There's also the argument "it's not broken, so there's no point fixing it". Sure, it is reasonable not to immediately go out and heedlessly upgrade every time a new version comes out. And once something works leaving it alone is generally a good policy. (But I think this really ought to be expressed as "don't fiddle" rather than "never touch".) But regular maintenance is an essential part of the process, and upgrades and replacements need to be planned for. The problem with just leaving things alone is that they start to rot, and if you leave them too long you have a disaster on your hands. For example, if you don't apply any patches for 4 years, and then hit a problem, you have to apply 4 years of patches - a massive change, and a massive risk. Or if you insist on running old hardware too long, you suddenly discover that when you need to replace it you have to change the OS and application by 3 or 4 major versions and it becomes a nightmare. Essentially, planned steady change is a lot better than hanging on too long and hoping you can survive the inevitable wreck. Better many small steps than a desperate leap over a gaping chasm.

I haven't even considered all the cool new features.

So I have this message to all those still hesitating about upgrading to Solaris 10:

Come on in - the water's fine!


Andrew Watkins said...

One thing you did not mention which does make a difference when you upgrade is the desktop.

Solaris has had few different desktops which have changed with every version. Solaris 10 has JDS (GNOME 2.6)/CDE, Solaris 9 had CDE/GNOME 2.0/1.4 and Solaris 8 had CDE/OpenWindows.

I have users who are still using Solaris 8(openwindows) and if I go to solaris 9/10 I am forcing them to use a new desktop, which can be hard!

One last point is the speed on the machine, since every new solaris version seems to be a little more CPU/Memory hungry than the previous one. I have had the same Ultra 10 on my desk for (to many years) and it has run Solaris 8,9 and now 10. I have to say that Solaris 8 CDE/OW ran fine, but Solaris 9 was a pain when using GNOME and it was only the purchase of more memory saved my life. (I know it was not really solaris fault, but gnome, since it wants to run twice as many applications as CDE/OW).

So, upgrading is fine, but it can come at a cost!

Peter Tribble said...

I agree that the desktop experience is an important consideration, but not necessarily in the same way.

The Solaris desktop environment is actually pretty stable. CDE has been present for almost a decade now, and hasn't changed much in that time.

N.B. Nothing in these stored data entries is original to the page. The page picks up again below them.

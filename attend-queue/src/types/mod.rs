pub mod ids;
pub mod options;
pub mod record;
pub mod events;
pub mod stats;

pub use ids::JobId;
pub use options::{Backoff, BackoffKind, JobOptions, JobOptionsPatch};
pub use record::{JobRecord, JobStatus};
pub use events::JobEvent;
pub use stats::QueueStats;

So that's one constant.

As for OpenWindows, as far as I'm concerned it simply isn't fit for the 21st century. (My personal - as opposed to professional - opinion is that it wasn't fit for the 20th century either.) Using it fits squarely in the "hanging on too long" category. (Actually, it still works fine on Solaris 10, if you try it.)

Then there's GNOME/JDS. As Brian recalls, I was pretty critical of GNOME when it was first mooted as the desktop of choice, and Gary will probably remember a large explosion from the Fens when I first installed JDS 3 about a year ago. But in fact GNOME is shaping up in a pretty promising manner, and there's a good argument that Sun should actually be more aggresive in keeping up (while finding some way to allow those who want to to stay on a particular version).

As for memory requirements, my experience has been that it isn't GNOME that's a memory hog. It's Netscape, Java, and StarOffice that are the problem.